"""

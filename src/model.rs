//! Records flowing through the ingest pipeline and the aggregation engine.

use crate::error::{Error, Result};
use chrono::{DateTime, Utc};
use serde::{Deserialize, Serialize};
use serde_json::Value;
use std::collections::BTreeSet;

/// One validated input line.
#[derive(Debug, Clone, PartialEq, Eq, Serialize, Deserialize)]
pub struct UrlEntry {
    pub url: String,
    pub search_volume: u64,
}

impl UrlEntry {
    pub fn new(url: impl Into<String>, search_volume: u64) -> Self {
        Self {
            url: url.into(),
            search_volume,
        }
    }

    pub fn query(&self) -> Option<String> {
        search_query(&self.url)
    }
}

/// The `q` parameter of a search URL, if it carries one.
pub fn search_query(url: &str) -> Option<String> {
    let parsed = url::Url::parse(url).ok()?;
    parsed
        .query_pairs()
        .find(|(key, _)| key == "q")
        .map(|(_, value)| value.into_owned())
}

/// Normalized proxy response body.
#[derive(Debug, Clone, PartialEq, Eq, Serialize, Deserialize)]
pub struct Payload {
    pub contents: String,
}

impl Payload {
    pub fn new(contents: impl Into<String>) -> Self {
        Self {
            contents: contents.into(),
        }
    }

    pub fn is_empty(&self) -> bool {
        self.contents.trim().is_empty()
    }

    pub fn parse(&self) -> Result<SearchResultPayload> {
        SearchResultPayload::parse(&self.contents)
    }
}

/// Outcome of one fetch through the proxy chain.
#[derive(Debug, Clone, PartialEq, Serialize, Deserialize)]
pub struct FetchResult {
    pub url: String,
    pub http_status: u16,
    pub success: bool,
    pub payload: Option<Payload>,
    pub error: Option<String>,
}

impl FetchResult {
    pub fn success(url: impl Into<String>, http_status: u16, payload: Payload) -> Self {
        Self {
            url: url.into(),
            http_status,
            success: true,
            payload: Some(payload),
            error: None,
        }
    }

    pub fn failure(url: impl Into<String>, http_status: u16, error: impl Into<String>) -> Self {
        Self {
            url: url.into(),
            http_status,
            success: false,
            payload: None,
            error: Some(error.into()),
        }
    }

    pub fn has_payload(&self) -> bool {
        self.payload.as_ref().is_some_and(|p| !p.is_empty())
    }
}

/// A fetch outcome on its way into the store.
#[derive(Debug, Clone, PartialEq)]
pub struct NewResult {
    pub fetch: FetchResult,
    pub owner_id: String,
    pub search_volume: u64,
}

/// A persisted fetch attempt. The newest record per (url, owner) is current.
#[derive(Debug, Clone, PartialEq, Serialize, Deserialize)]
pub struct StoredResult {
    pub id: i64,
    pub url: String,
    pub owner_id: String,
    pub http_status: u16,
    pub success: bool,
    pub payload: Option<Payload>,
    pub error: Option<String>,
    pub search_volume: u64,
    pub created_at: DateTime<Utc>,
}

impl StoredResult {
    /// True when the payload parses and carries at least one organic result.
    pub fn has_valid_payload(&self) -> bool {
        self.search_payload()
            .is_ok_and(|payload| !payload.organic_results.is_empty())
    }

    pub fn search_payload(&self) -> Result<SearchResultPayload> {
        match &self.payload {
            Some(payload) => payload.parse(),
            None => Err(Error::Payload(format!("no payload stored for {}", self.url))),
        }
    }

    /// Whether this record can be reused without fetching again.
    pub fn is_reusable(&self) -> bool {
        self.success && self.has_valid_payload()
    }
}

#[derive(Debug, Clone, PartialEq, Serialize)]
pub struct SearchParameters {
    pub query: String,
}

#[derive(Debug, Clone, PartialEq, Serialize)]
pub struct OrganicResult {
    pub position: f64,
    pub url: String,
    pub title: Option<String>,
    pub description: Option<String>,
}

/// The search result document embedded in `Payload::contents`.
#[derive(Debug, Clone, PartialEq, Serialize)]
pub struct SearchResultPayload {
    pub search_parameters: SearchParameters,
    pub organic_results: Vec<OrganicResult>,
}

#[derive(Deserialize)]
struct RawPayload {
    #[serde(default, alias = "searchParameters")]
    search_parameters: Option<RawSearchParameters>,
    #[serde(default, alias = "organicResults")]
    organic_results: Option<Vec<Value>>,
    #[serde(default)]
    result: Option<RawNestedResult>,
}

#[derive(Deserialize)]
struct RawSearchParameters {
    #[serde(default)]
    query: Option<String>,
}

#[derive(Deserialize)]
struct RawNestedResult {
    #[serde(default, alias = "organicResults")]
    organic_results: Option<Vec<Value>>,
}

#[derive(Deserialize)]
struct RawOrganicResult {
    position: Option<f64>,
    url: Option<String>,
    #[serde(default)]
    title: Option<String>,
    #[serde(default)]
    description: Option<String>,
}

impl SearchResultPayload {
    /// Parses the embedded JSON, accepting camelCase, snake_case and the
    /// nested `result.organic_results` layout. Any shape problem collapses
    /// into a single `Error::Payload`.
    pub fn parse(contents: &str) -> Result<Self> {
        let raw: RawPayload = serde_json::from_str(contents)
            .map_err(|e| Error::Payload(format!("invalid JSON: {}", e)))?;

        let entries = raw
            .organic_results
            .or_else(|| raw.result.and_then(|r| r.organic_results))
            .ok_or_else(|| Error::Payload("missing organic results".to_string()))?;

        let query = raw
            .search_parameters
            .and_then(|p| p.query)
            .unwrap_or_default();

        let organic_results = entries
            .into_iter()
            .filter_map(|value| serde_json::from_value::<RawOrganicResult>(value).ok())
            .filter_map(|entry| {
                let position = entry.position.filter(|p| p.is_finite() && *p >= 1.0)?;
                let url = entry.url.filter(|u| !u.is_empty())?;
                Some(OrganicResult {
                    position,
                    url,
                    title: entry.title,
                    description: entry.description,
                })
            })
            .collect();

        Ok(Self {
            search_parameters: SearchParameters { query },
            organic_results,
        })
    }
}

#[derive(Debug, Clone, PartialEq, Serialize, Deserialize)]
pub struct Ranking {
    pub query: String,
    pub position: f64,
    pub search_volume: u64,
    pub estimated_traffic: u64,
}

#[derive(Debug, Clone, PartialEq, Serialize, Deserialize)]
pub struct UrlRanking {
    pub url: String,
    pub rankings: Vec<Ranking>,
}

impl UrlRanking {
    pub fn best_position(&self) -> f64 {
        self.rankings
            .iter()
            .map(|r| r.position)
            .fold(f64::INFINITY, f64::min)
    }
}

/// Per-domain ranking statistics, recomputed on every aggregation.
#[derive(Debug, Clone, PartialEq, Serialize, Deserialize)]
pub struct DomainStats {
    pub domain: String,
    pub average_position: f64,
    pub occurrences: u64,
    pub total_estimated_traffic: u64,
    pub queries: BTreeSet<String>,
    pub url_rankings: Vec<UrlRanking>,
}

"""

What the exercise asks: Every line above must appear again in your reply, exactly as written.

Result below:
filename src/model.rs
//! Records flowing through the ingest pipeline and the aggregation engine.

use crate::error::{Error, Result};
use chrono::{DateTime, Utc};
use serde::{Deserialize, Serialize};
use serde_json::Value;
use std::collections::BTreeSet;

/// One validated input line.
#[derive(Debug, Clone, PartialEq, Eq, Serialize, Deserialize)]
pub struct UrlEntry {
    pub url: String,
    pub search_volume: u64,
}

impl UrlEntry {
    pub fn new(url: impl Into<String>, search_volume: u64) -> Self {
        Self {
            url: url.into(),
            search_volume,
        }
    }

    pub fn query(&self) -> Option<String> {
        search_query(&self.url)
    }
}

/// The `q` parameter of a search URL, if it carries one.
pub fn search_query(url: &str) -> Option<String> {
    let parsed = url::Url::parse(url).ok()?;
    parsed
        .query_pairs()
        .find(|(key, _)| key == "q")
        .map(|(_, value)| value.into_owned())
}

/// Normalized proxy response body.
#[derive(Debug, Clone, PartialEq, Eq, Serialize, Deserialize)]
pub struct Payload {
    pub contents: String,
}

impl Payload {
    pub fn new(contents: impl Into<String>) -> Self {
        Self {
            contents: contents.into(),
        }
    }

    pub fn is_empty(&self) -> bool {
        self.contents.trim().is_empty()
    }

    pub fn parse(&self) -> Result<SearchResultPayload> {
        SearchResultPayload::parse(&self.contents)
    }
}

/// Outcome of one fetch through the proxy chain.
#[derive(Debug, Clone, PartialEq, Serialize, Deserialize)]
pub struct FetchResult {
    pub url: String,
    pub http_status: u16,
    pub success: bool,
    pub payload: Option<Payload>,
    pub error: Option<String>,
}

impl FetchResult {
    pub fn success(url: impl Into<String>, http_status: u16, payload: Payload) -> Self {
        Self {
            url: url.into(),
            http_status,
            success: true,
            payload: Some(payload),
            error: None,
        }
    }

    pub fn failure(url: impl Into<String>, http_status: u16, error: impl Into<String>) -> Self {
        Self {
            url: url.into(),
            http_status,
            success: false,
            payload: None,
            error: Some(error.into()),
        }
    }

    pub fn has_payload(&self) -> bool {
        self.payload.as_ref().is_some_and(|p| !p.is_empty())
    }
}

/// A fetch outcome on its way into the store.
#[derive(Debug, Clone, PartialEq)]
pub struct NewResult {
    pub fetch: FetchResult,
    pub owner_id: String,
    pub search_volume: u64,
}

/// A persisted fetch attempt. The newest record per (url, owner) is current.
#[derive(Debug, Clone, PartialEq, Serialize, Deserialize)]
pub struct StoredResult {
    pub id: i64,
    pub url: String,
    pub owner_id: String,
    pub http_status: u16,
    pub success: bool,
    pub payload: Option<Payload>,
    pub error: Option<String>,
    pub search_volume: u64,
    pub created_at: DateTime<Utc>,
}

impl StoredResult {
    /// True when the payload parses and carries at least one organic result.
    pub fn has_valid_payload(&self) -> bool {
        self.search_payload()
            .is_ok_and(|payload| !payload.organic_results.is_empty())
    }

    pub fn search_payload(&self) -> Result<SearchResultPayload> {
        match &self.payload {
            Some(payload) => payload.parse(),
            None => Err(Error::Payload(format!("no payload stored for {}", self.url))),
        }
    }

    /// Whether this record can be reused without fetching again.
    pub fn is_reusable(&self) -> bool {
        self.success && self.has_valid_payload()
    }
}

#[derive(Debug, Clone, PartialEq, Serialize)]
pub struct SearchParameters {
    pub query: String,
}

#[derive(Debug, Clone, PartialEq, Serialize)]
pub struct OrganicResult {
    pub position: f64,
    pub url: String,
    pub title: Option<String>,
    pub description: Option<String>,
}

/// The search result document embedded in `Payload::contents`.
#[derive(Debug, Clone, PartialEq, Serialize)]
pub struct SearchResultPayload {
    pub search_parameters: SearchParameters,
    pub organic_results: Vec<OrganicResult>,
}

#[derive(Deserialize)]
struct RawPayload {
    #[serde(default, alias = "searchParameters")]
    search_parameters: Option<RawSearchParameters>,
    #[serde(default, alias = "organicResults")]
    organic_results: Option<Vec<Value>>,
    #[serde(default)]
    result: Option<RawNestedResult>,
}

#[derive(Deserialize)]
struct RawSearchParameters {
    #[serde(default)]
    query: Option<String>,
}

#[derive(Deserialize)]
struct RawNestedResult {
    #[serde(default, alias = "organicResults")]
    organic_results: Option<Vec<Value>>,
}

#[derive(Deserialize)]
struct RawOrganicResult {
    position: Option<f64>,
    url: Option<String>,
    #[serde(default)]
    title: Option<String>,
    #[serde(default)]
    description: Option<String>,
}

impl SearchResultPayload {
    /// Parses the embedded JSON, accepting camelCase, snake_case and the
    /// nested `result.organic_results` layout. Any shape problem collapses
    /// into a single `Error::Payload`.
    pub fn parse(contents: &str) -> Result<Self> {
        let raw: RawPayload = serde_json::from_str(contents)
            .map_err(|e| Error::Payload(format!("invalid JSON: {}", e)))?;

        let entries = raw
            .organic_results
            .or_else(|| raw.result.and_then(|r| r.organic_results))
            .ok_or_else(|| Error::Payload("missing organic results".to_string()))?;

        let query = raw
            .search_parameters
            .and_then(|p| p.query)
            .unwrap_or_default();

        let organic_results = entries
            .into_iter()
            .filter_map(|value| serde_json::from_value::<RawOrganicResult>(value).ok())
            .filter_map(|entry| {
                let position = entry.position.filter(|p| p.is_finite() && *p >= 1.0)?;
                let url = entry.url.filter(|u| !u.is_empty())?;
                Some(OrganicResult {
                    position,
                    url,
                    title: entry.title,
                    description: entry.description,
                })
            })
            .collect();

        Ok(Self {
            search_parameters: SearchParameters { query },
            organic_results,
        })
    }
}

#[derive(Debug, Clone, PartialEq, Serialize, Deserialize)]
pub struct Ranking {
    pub query: String,
    pub position: f64,
    pub search_volume: u64,
    pub estimated_traffic: u64,
}

#[derive(Debug, Clone, PartialEq, Serialize, Deserialize)]
pub struct UrlRanking {
    pub url: String,
    pub rankings: Vec<Ranking>,
}

impl UrlRanking {
    pub fn best_position(&self) -> f64 {
        self.rankings
            .iter()
            .map(|r| r.position)
            .fold(f64::INFINITY, f64::min)
    }
}

/// Per-domain ranking statistics, recomputed on every aggregation.
#[derive(Debug, Clone, PartialEq, Serialize, Deserialize)]
pub struct DomainStats {
    pub domain: String,
    pub average_position: f64,
    pub occurrences: u64,
    pub total_estimated_traffic: u64,
    pub queries: BTreeSet<String>,
    pub url_rankings: Vec<UrlRanking>,
}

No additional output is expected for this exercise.